**Required work**:
Show every line below where "leadform" appears.

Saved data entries
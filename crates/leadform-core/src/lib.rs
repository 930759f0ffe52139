//! Core contracts for leadform.
//!
//! This crate holds the headless document model, contact-mode switching,
//! phone masking, rule generation and the validator interface. It performs
//! no I/O; submission lives in `leadform-submit`.

pub mod contact;
pub mod dom;
pub mod error;
pub mod mask;
pub mod mode;
pub mod rules;
pub mod validator;

pub use contact::{CAPTION_EMAIL, CAPTION_PHONE, CAPTION_UNSET, set_contact_mode};
pub use dom::{
    Control, Document, FieldSelector, Form, FormId, FormSelector, InputType, Page, SharedForm,
    classes, lock_form,
};
pub use error::{Error, Result};
pub use mask::{MaskController, MaskEngine, MaskPattern, PHONE_TEMPLATE, PatternMask};
pub use mode::ContactMode;
pub use rules::{
    Check, FieldPresence, FieldRule, FormState, FormVariant, PHONE_DIGITS, RuleCheck,
    compute_rules, is_email_shaped, phone_digits,
};
pub use validator::{
    FieldIssue, RuleValidator, RuleValidatorFactory, ValidSubmitHandler, ValidationReport,
    Validator, ValidatorFactory, bind_validator, evaluate_rule, submit_ready,
};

**Written reply**:
filename crates/leadform-core/src/lib.rs
//! Core contracts for leadform.
//! no I/O; submission lives in `leadform-submit`.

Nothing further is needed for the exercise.